=== EXERCISE DIRECTIONS ===
Wherever the string "ifconfig" shows up in the material below, copy that line.

=== EXERCISE INPUTS ===
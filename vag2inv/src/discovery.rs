//! Guest-internal address discovery for VM-resident inventories
//!
//! When the Ansible control machine lives inside one of the boxes, the
//! forwarded `127.0.0.1:2222` style endpoints are useless; the inventory needs
//! each guest's address on the internal network instead. It is read from
//! `ifconfig` run inside the guest through `vagrant ssh`.

use crate::error::{InventoryError, Result};
use crate::execution::VagrantRunner;
use crate::shape;
use tracing::{debug, info, warn};

/// Interfaces tried in order; systemd-style predictable name first
pub const INTERFACE_PRIORITY: &[&str] = &["enp0s3", "eth0"];

/// Returned when a listing succeeded but carried no IPv4 address
pub const LOOPBACK_SENTINEL: &str = "127.0.0.1";

/// Extracts the address from `<space>+inet addr:<ip><space><more>`.
pub fn inet_addr(line: &str) -> Option<&str> {
    let lead = shape::space_len(line);
    if lead == 0 {
        return None;
    }
    let rest = line[lead..].strip_prefix("inet addr:")?;
    let (ip, tail) = shape::leading_token(rest)?;
    // one whitespace character, then at least one more of anything
    let mut chars = tail.chars();
    match (chars.next(), chars.next()) {
        (Some(c), Some(n)) if shape::is_space(c) && n != '\n' => Some(ip),
        _ => None,
    }
}

/// First IPv4 address in an `ifconfig` listing, or the loopback sentinel
pub fn first_inet_addr(listing: &str) -> &str {
    listing
        .split('\n')
        .find_map(inet_addr)
        .unwrap_or(LOOPBACK_SENTINEL)
}

/// Queries the internal IPv4 address of `host` via `vagrant ssh -c ifconfig`.
///
/// The first interface whose listing command succeeds is used, whether or not
/// it carries an address. Fails only when every listing command fails.
pub fn internal_ipv4<R: VagrantRunner>(runner: &R, host: &str) -> Result<String> {
    for ifname in INTERFACE_PRIORITY {
        let listing_cmd = format!("ifconfig {}", ifname);
        match runner.run(&["ssh", host, "-c", &listing_cmd]) {
            Ok(listing) => {
                let addr = first_inet_addr(&listing);
                if addr == LOOPBACK_SENTINEL {
                    warn!("No IPv4 address on {} of {}", ifname, host);
                } else {
                    info!("Discovered {} on {} of {}", addr, ifname, host);
                }
                return Ok(addr.to_string());
            }
            Err(e) => debug!("Listing {} on {} failed: {}", ifname, host, e),
        }
    }

    Err(InventoryError::NoInternalAddress {
        host: host.to_string(),
        tried: INTERFACE_PRIORITY.join(", "),
    })
}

=== YOUR SOLUTION ===
//! `ifconfig` run inside the guest through `vagrant ssh`.
/// First IPv4 address in an `ifconfig` listing, or the loopback sentinel
/// Queries the internal IPv4 address of `host` via `vagrant ssh -c ifconfig`.
        let listing_cmd = format!("ifconfig {}", ifname);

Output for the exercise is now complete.